How does TiKV scale?
Grow TiKV as your business grows. You can increase the capacity simply by adding more machines. You can run TiKV across physical, virtual, container, and cloud environments.
PD (Placement Driver) periodically checks replication constraints and balances the load, and it handles data movement automatically. When PD notices that the load is too high, it will rebalance data.
How is TiKV highly available?
TiKV is self-healing. With its strong consistency guarantee, whether it’s data machine failures or even downtime of an entire data center, your data can be recovered automatically.
How is TiKV strongly-consistent?
Strong consistency means all replicas return the same value when queried for the attribute of an object. TiKV uses the Raft consensus algorithm to ensure consistency among multiple replicas. TiKV allows a collection of machines to work as a coherent group that can survive the failures of some of its members.

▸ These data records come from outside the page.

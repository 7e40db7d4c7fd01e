//! Notifier configuration records and the seam to the persistence layer.
//!
//! A [`Notifier`] row describes one alert channel for one site. The
//! [`NotifierService`] turns those rows into live [`Observer`]s on a site's
//! [`Hub`]; where the rows come from (SQL, OAuth callbacks, a config file)
//! is behind the [`NotifierRepository`] trait.

use std::sync::Arc;

use async_trait::async_trait;
use serde::{Deserialize, Serialize};
use thiserror::Error;
use tracing::debug;

use crate::notify::{Hub, Observer, SlackNotifier};

/// Type-tagged configuration payload of a notifier record.
///
/// Closed set of kinds; adding a channel means adding a variant and its arm
/// in [`build_observer`](Self::build_observer), not touching the hub.
#[derive(Debug, Clone, PartialEq, Eq, Serialize, Deserialize)]
#[serde(tag = "type", rename_all = "snake_case")]
pub enum NotifierConfig {
    Slack { webhook_url: String },
}

impl NotifierConfig {
    pub fn kind(&self) -> &'static str {
        match self {
            Self::Slack { .. } => "slack",
        }
    }

    /// Construct the concrete observer for this configuration.
    pub fn build_observer(&self) -> Arc<dyn Observer> {
        match self {
            Self::Slack { webhook_url } => Arc::new(SlackNotifier::new(webhook_url.clone())),
        }
    }
}

/// A persisted notifier record. Storage is owned by the repository layer;
/// the core only ever reads these.
#[derive(Debug, Clone, PartialEq, Eq, Serialize, Deserialize)]
pub struct Notifier {
    pub id: i64,
    pub site_id: u32,
    pub config: NotifierConfig,
}

#[derive(Debug, Error)]
pub enum NotifierError {
    #[error("storage error: {0}")]
    Storage(String),
}

/// Lookup of notifier records by owning site.
#[async_trait]
pub trait NotifierRepository: Send + Sync {
    async fn list_by_site(&self, site_id: u32) -> Result<Vec<Notifier>, NotifierError>;
}

/// In-memory repository backed by a fixed record set, used when notifier
/// configuration comes from a file rather than a database.
#[derive(Debug, Clone, Default)]
pub struct StaticNotifierRepository {
    notifiers: Vec<Notifier>,
}

impl StaticNotifierRepository {
    pub fn new(notifiers: Vec<Notifier>) -> Self {
        Self { notifiers }
    }
}

#[async_trait]
impl NotifierRepository for StaticNotifierRepository {
    async fn list_by_site(&self, site_id: u32) -> Result<Vec<Notifier>, NotifierError> {
        Ok(self
            .notifiers
            .iter()
            .filter(|n| n.site_id == site_id)
            .cloned()
            .collect())
    }
}

/// Translates persisted notifier records into live observers on a hub.
pub struct NotifierService {
    repository: Arc<dyn NotifierRepository>,
}

impl NotifierService {
    pub fn new(repository: Arc<dyn NotifierRepository>) -> Self {
        Self { repository }
    }

    /// Replace `hub`'s observer set with one observer per stored record for
    /// `site_id`. Returns the number of observers attached.
    ///
    /// On a repository failure the hub is left untouched.
    pub async fn sync_observers(&self, site_id: u32, hub: &Hub) -> Result<usize, NotifierError> {
        let notifiers = self.repository.list_by_site(site_id).await?;

        hub.clear().await;
        for notifier in &notifiers {
            hub.attach(notifier.config.build_observer()).await;
        }

        debug!(site_id, count = notifiers.len(), "Observer set synchronized");
        Ok(notifiers.len())
    }
}
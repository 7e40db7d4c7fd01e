//! Status-change notification fan-out.
//!
//! The [`Hub`] is the subject in a subject/observer pair: polling tasks push
//! a [`State`] into it on every status transition and it broadcasts to all
//! attached [`Observer`]s, collecting per-observer failures instead of
//! short-circuiting. One broken alert channel never suppresses the others.

mod slack;

pub use slack::SlackNotifier;

use std::sync::Arc;

use async_trait::async_trait;
use chrono::{DateTime, Utc};
use futures::future;
use serde::{Deserialize, Serialize};
use thiserror::Error;
use tokio::sync::RwLock;

/// The payload broadcast on a status transition. Immutable value; every
/// observer sees the same one.
#[derive(Debug, Clone, PartialEq, Serialize, Deserialize)]
pub struct State {
    pub name: String,
    pub status: String,
    pub message: String,
    pub updated_at: DateTime<Utc>,
}

#[derive(Debug, Error)]
pub enum DeliveryError {
    #[error("HTTP {status} from {channel}")]
    Rejected { channel: String, status: u16 },
    #[error("request to {channel} failed: {reason}")]
    Network { channel: String, reason: String },
}

/// An alert channel that can receive a notification state and report
/// delivery success or failure.
#[async_trait]
pub trait Observer: Send + Sync {
    async fn notify(&self, state: &State) -> Result<(), DeliveryError>;
}

/// Fan-out broadcaster holding the observer set behind its own lock.
#[derive(Default)]
pub struct Hub {
    observers: RwLock<Vec<Arc<dyn Observer>>>,
}

impl Hub {
    pub fn new() -> Self {
        Self {
            observers: RwLock::new(Vec::new()),
        }
    }

    /// Append an observer. No de-duplication.
    pub async fn attach(&self, observer: Arc<dyn Observer>) {
        self.observers.write().await.push(observer);
    }

    /// Drop every attached observer, for re-synchronization from storage.
    pub async fn clear(&self) {
        self.observers.write().await.clear();
    }

    pub async fn len(&self) -> usize {
        self.observers.read().await.len()
    }

    pub async fn is_empty(&self) -> bool {
        self.observers.read().await.is_empty()
    }

    /// Deliver `state` to every attached observer.
    ///
    /// The observer set is snapshotted under the lock before delivery, so a
    /// concurrent [`attach`](Self::attach) cannot produce an inconsistent
    /// fan-out. Deliveries run concurrently; each failure lands in the
    /// returned vector and never stops the rest. An empty vector means full
    /// delivery.
    pub async fn notify(&self, state: &State) -> Vec<DeliveryError> {
        let snapshot: Vec<Arc<dyn Observer>> = self.observers.read().await.clone();

        let results = future::join_all(snapshot.iter().map(|observer| observer.notify(state))).await;
        results.into_iter().filter_map(Result::err).collect()
    }
}
use std::time::Duration;

use reqwest::Client;
use thiserror::Error;
use tracing::debug;

use crate::config::ClientConfig;

#[derive(Debug, Error)]
pub enum ProbeError {
    #[error("connection error for {url}: {reason}")]
    Transport { url: String, reason: String },
    #[error("HTTP error {status} from {url}")]
    Unhealthy { url: String, status: u16 },
}

impl ProbeError {
    pub fn status_code(&self) -> Option<u16> {
        match self {
            Self::Unhealthy { status, .. } => Some(*status),
            Self::Transport { .. } => None,
        }
    }
}

/// A liveness prober with its own pooled HTTP client.
///
/// One probe per site: timeout budget and connection pool are never shared
/// across endpoints.
#[derive(Debug, Clone)]
pub struct Probe {
    client: Client,
}

impl Probe {
    pub fn new(config: &ClientConfig) -> Self {
        Self {
            client: Self::build_client(config),
        }
    }

    pub fn with_client(client: Client) -> Self {
        Self { client }
    }

    pub fn build_client(config: &ClientConfig) -> Client {
        Client::builder()
            .timeout(config.request_timeout)
            .connect_timeout(config.request_timeout.min(Duration::from_secs(5)))
            .pool_max_idle_per_host(config.max_idle_conns)
            .pool_idle_timeout(config.idle_conn_timeout)
            .build()
            .expect("Failed to build HTTP client")
    }

    /// Issue a single GET against `url` and classify the outcome.
    ///
    /// Transport-level failures (DNS, connect, timeout) come back as
    /// [`ProbeError::Transport`]; a reachable endpoint answering with a
    /// status of 400 or above as [`ProbeError::Unhealthy`]. Anything below
    /// 400 counts as alive.
    pub async fn check(&self, url: &str) -> Result<(), ProbeError> {
        match self.client.get(url).send().await {
            Ok(response) => {
                let status = response.status().as_u16();
                if status >= 400 {
                    return Err(ProbeError::Unhealthy {
                        url: url.to_string(),
                        status,
                    });
                }
                debug!(url, status, "probe succeeded");
                Ok(())
            }
            Err(e) => Err(ProbeError::Transport {
                url: url.to_string(),
                reason: e.to_string(),
            }),
        }
    }
}

impl Default for Probe {
    fn default() -> Self {
        Self::new(&ClientConfig::default())
    }
}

Does TiKV support distributed transactions?
Yes. The transaction model in TiKV is inspired by Google’s Percolator, a paper published in 2006. It’s mainly a two-phase commit protocol with some practical optimizations. This model relies on a timestamp allocator to assign a monotonically increasing timestamp for each transaction, so that conflicts can be detected.
Does TiKV have ACID semantics?
Yes. ACID semantics are guaranteed in TiKV:
- Atomicity: Each transaction in TiKV is “all or nothing”: if one part of the transaction fails, then the entire transaction fails, and the database state is left unchanged. TiKV guarantees atomicity in each and every situation, including power failures, errors, and crashes.

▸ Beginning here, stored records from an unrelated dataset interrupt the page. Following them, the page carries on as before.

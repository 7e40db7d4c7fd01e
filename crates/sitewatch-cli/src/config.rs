//! TOML configuration file schema and parsing.
//!
//! Example config file:
//!
//! ```toml
//! log_format = "json"
//!
//! [defaults]
//! interval_ms = 60000
//! timeout_ms = 10000
//!
//! [[site]]
//! id = 1
//! url = "https://example.com"
//! interval_ms = 30000
//!
//! [[site]]
//! id = 2
//! url = "https://api.example.com/health"
//! enabled = false
//!
//! [[notifier]]
//! id = 1
//! site_id = 1
//! config = { type = "slack", webhook_url = "https://hooks.slack.com/services/T0/B0/XXXX" }
//! ```

use std::path::Path;
use std::time::Duration;

use serde::Deserialize;

use sitewatch_core::{ClientConfig, Notifier, Site};

#[derive(Debug, Clone, Deserialize)]
pub struct AppConfig {
    #[serde(default = "default_log_format")]
    pub log_format: String,

    #[serde(default)]
    pub defaults: DefaultsConfig,

    #[serde(default)]
    pub site: Vec<SiteDef>,

    #[serde(default)]
    pub notifier: Vec<Notifier>,
}

fn default_log_format() -> String {
    "pretty".into()
}

#[derive(Debug, Clone, Deserialize)]
pub struct DefaultsConfig {
    #[serde(default = "default_interval_ms")]
    pub interval_ms: u64,

    #[serde(default = "default_timeout_ms")]
    pub timeout_ms: u64,

    #[serde(default = "default_max_idle_conns")]
    pub max_idle_conns: usize,

    #[serde(default = "default_idle_conn_timeout_ms")]
    pub idle_conn_timeout_ms: u64,
}

impl Default for DefaultsConfig {
    fn default() -> Self {
        Self {
            interval_ms: default_interval_ms(),
            timeout_ms: default_timeout_ms(),
            max_idle_conns: default_max_idle_conns(),
            idle_conn_timeout_ms: default_idle_conn_timeout_ms(),
        }
    }
}

fn default_interval_ms() -> u64 {
    60_000
}

fn default_timeout_ms() -> u64 {
    10_000
}

fn default_max_idle_conns() -> usize {
    100
}

fn default_idle_conn_timeout_ms() -> u64 {
    90_000
}

#[derive(Debug, Clone, Deserialize)]
pub struct SiteDef {
    pub id: u32,
    pub url: String,

    pub interval_ms: Option<u64>,

    #[serde(default = "default_enabled")]
    pub enabled: bool,

    pub timeout_ms: Option<u64>,
    pub max_idle_conns: Option<usize>,
    pub idle_conn_timeout_ms: Option<u64>,
}

fn default_enabled() -> bool {
    true
}

impl SiteDef {
    pub fn to_client_config(&self, defaults: &DefaultsConfig) -> ClientConfig {
        ClientConfig::default()
            .with_request_timeout(Duration::from_millis(
                self.timeout_ms.unwrap_or(defaults.timeout_ms),
            ))
            .with_max_idle_conns(self.max_idle_conns.unwrap_or(defaults.max_idle_conns))
            .with_idle_conn_timeout(Duration::from_millis(
                self.idle_conn_timeout_ms
                    .unwrap_or(defaults.idle_conn_timeout_ms),
            ))
    }

    pub fn interval(&self, defaults: &DefaultsConfig) -> Duration {
        Duration::from_millis(self.interval_ms.unwrap_or(defaults.interval_ms))
    }

    pub fn to_site(&self, defaults: &DefaultsConfig) -> Site {
        let site = Site::new(
            self.id,
            self.url.clone(),
            self.interval(defaults),
            &self.to_client_config(defaults),
        );
        site.set_enabled(self.enabled);
        site
    }
}

impl AppConfig {
    pub fn load(path: &Path) -> Result<Self, String> {
        let content = std::fs::read_to_string(path)
            .map_err(|e| format!("Failed to read config file {}: {}", path.display(), e))?;

        let config: AppConfig = toml::from_str(&content)
            .map_err(|e| format!("Failed to parse config file {}: {}", path.display(), e))?;

        config.validate()?;
        Ok(config)
    }

    fn validate(&self) -> Result<(), String> {
        match self.log_format.as_str() {
            "pretty" | "json" => {}
            other => {
                return Err(format!(
                    "Invalid log_format '{}': must be 'pretty' or 'json'",
                    other
                ));
            }
        }

        if self.defaults.interval_ms == 0 {
            return Err("defaults.interval_ms must be greater than zero".into());
        }

        let mut site_ids = std::collections::HashSet::new();
        for s in &self.site {
            if !site_ids.insert(s.id) {
                return Err(format!("Duplicate site ID: {}", s.id));
            }
            let parsed = url::Url::parse(&s.url)
                .map_err(|e| format!("Invalid URL for site {}: {} ({})", s.id, s.url, e))?;
            if parsed.scheme() != "http" && parsed.scheme() != "https" {
                return Err(format!(
                    "Site URL must use http or https for site {}: {}",
                    s.id, s.url
                ));
            }
            if s.interval_ms == Some(0) {
                return Err(format!("Site {} has a zero interval", s.id));
            }
        }

        let mut notifier_ids = std::collections::HashSet::new();
        for n in &self.notifier {
            if !notifier_ids.insert(n.id) {
                return Err(format!("Duplicate notifier ID: {}", n.id));
            }
            if !site_ids.contains(&n.site_id) {
                return Err(format!(
                    "Notifier {} references unknown site {}",
                    n.id, n.site_id
                ));
            }
            match &n.config {
                sitewatch_core::NotifierConfig::Slack { webhook_url } => {
                    url::Url::parse(webhook_url).map_err(|e| {
                        format!(
                            "Invalid webhook URL for notifier {}: {} ({})",
                            n.id, webhook_url, e
                        )
                    })?;
                }
            }
        }

        Ok(())
    }
}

- Consistency: TiKV ensures that any transaction brings the database from one valid state to another. Any data written to the TiKV database must be valid according to all defined rules.

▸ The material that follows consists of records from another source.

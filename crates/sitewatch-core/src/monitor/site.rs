use std::fmt;
use std::sync::atomic::{AtomicBool, Ordering};
use std::time::Duration;

use chrono::{DateTime, Utc};
use serde::{Deserialize, Serialize};
use tokio::sync::RwLock;

use crate::config::ClientConfig;
use crate::monitor::probe::{Probe, ProbeError};

#[derive(Debug, Clone, Copy, PartialEq, Eq, Serialize, Deserialize)]
#[serde(rename_all = "snake_case")]
pub enum SiteStatus {
    Up,
    Down,
    Error,
    Paused,
}

impl fmt::Display for SiteStatus {
    fn fmt(&self, f: &mut fmt::Formatter<'_>) -> fmt::Result {
        match self {
            Self::Up => write!(f, "up"),
            Self::Down => write!(f, "down"),
            Self::Error => write!(f, "error"),
            Self::Paused => write!(f, "paused"),
        }
    }
}

/// Last observed status of a site. `changed_at` moves iff `status` moves.
#[derive(Debug, Clone, Copy, PartialEq, Serialize, Deserialize)]
pub struct StatusRecord {
    pub status: SiteStatus,
    pub changed_at: DateTime<Utc>,
}

/// Outcome of a single [`Site::check`].
///
/// The status write already happened by the time this is returned; `error`
/// carries the probe failure (if any) for the caller to log, and `changed`
/// tells the polling task whether to notify.
#[derive(Debug)]
pub struct CheckReport {
    pub record: StatusRecord,
    pub changed: bool,
    pub error: Option<ProbeError>,
}

/// One monitored endpoint: immutable identity and polling policy, plus the
/// mutable status record guarded by the site's own lock.
///
/// Sites are constructed by the caller and handed to the
/// [`Scheduler`](crate::monitor::Scheduler) at registration; the scheduler
/// never builds them itself.
#[derive(Debug)]
pub struct Site {
    id: u32,
    url: String,
    interval: Duration,
    enabled: AtomicBool,
    probe: Probe,
    record: RwLock<StatusRecord>,
}

impl Site {
    pub fn new(id: u32, url: impl Into<String>, interval: Duration, config: &ClientConfig) -> Self {
        Self {
            id,
            url: url.into(),
            // A zero interval would panic the tokio timer.
            interval: interval.max(Duration::from_millis(1)),
            enabled: AtomicBool::new(true),
            probe: Probe::new(config),
            record: RwLock::new(StatusRecord {
                status: SiteStatus::Paused,
                changed_at: Utc::now(),
            }),
        }
    }

    pub fn id(&self) -> u32 {
        self.id
    }

    pub fn url(&self) -> &str {
        &self.url
    }

    pub fn interval(&self) -> Duration {
        self.interval
    }

    pub fn is_enabled(&self) -> bool {
        self.enabled.load(Ordering::Relaxed)
    }

    pub fn set_enabled(&self, enabled: bool) {
        self.enabled.store(enabled, Ordering::Relaxed);
    }

    /// Copy of the current status record, taken under the read lock.
    pub async fn status(&self) -> StatusRecord {
        *self.record.read().await
    }

    /// Run one probe against the site and fold the outcome into the status
    /// record.
    ///
    /// Transport failure maps to [`SiteStatus::Error`], an HTTP error status
    /// to [`SiteStatus::Down`], success to [`SiteStatus::Up`]. Status and
    /// timestamp are updated together under the write lock; the probe error
    /// is returned as data, never raised.
    pub async fn check(&self) -> CheckReport {
        let outcome = self.probe.check(&self.url).await;
        let status = match &outcome {
            Ok(()) => SiteStatus::Up,
            Err(ProbeError::Unhealthy { .. }) => SiteStatus::Down,
            Err(ProbeError::Transport { .. }) => SiteStatus::Error,
        };

        let (record, changed) = self.update_status(status).await;
        CheckReport {
            record,
            changed,
            error: outcome.err(),
        }
    }

    async fn update_status(&self, status: SiteStatus) -> (StatusRecord, bool) {
        let mut record = self.record.write().await;
        if record.status != status {
            *record = StatusRecord {
                status,
                changed_at: Utc::now(),
            };
            (*record, true)
        } else {
            (*record, false)
        }
    }
}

- Isolation: TiKV provides snapshot isolation (SI), snapshot isolation with lock, and externally consistent reads and writes in distributed transactions.
- Durability: TiKV allows a collection of machines to work as a coherent group that can survive the failures of some of its members. So in TiKV, once a transaction has been committed, it will remain so, even in the event of power loss, crashes, or errors.
How are transactions in TiKV lock-free?
TiKV has an optimistic transaction model, which means the client will buffer all the writes within a transaction, and when the client calls commit function, the writes will be packed and sent to the servers. If there is no conflict, the writes which are the key-value pairs with specific version are written into the database, and can be read by other transactions.
Can I use TiKV as a key-value store?
Yes. That’s what TiKV is.
How does TiKV compare to NoSQL databases like Cassandra, HBase, or MongoDB?
TiKV is as scalable as NoSQL databases like to advertise, while including features like externally consistent distributed transactions and good support for stateless query layers such as TiSpark (Spark), Titan (Redis), or TiDB (MySQL)
What is the recommended number of replicas in the TiKV cluster? Is it better to keep the minimum number for high availability?
3 replicas for each Region is sufficient for a testing environment. However, you should never operate a TiKV cluster with under 3 nodes in a production scenario. Depending on infrastructure, workload, and resiliency needs, you may wish to increase this number.
If a node is down, will the service be affected? How long?
TiKV uses Raft to synchronize data among multiple replicas (by default 3 replicas for each Region). If one replica goes wrong, the other replicas can guarantee data safety. Based on the Raft protocol, if a single leader fails as the node goes down, a follower in another node is soon elected as the Region leader after a maximum of 2 * lease time (lease time is 10 seconds).
Is the Range of the Key data table divided before data access?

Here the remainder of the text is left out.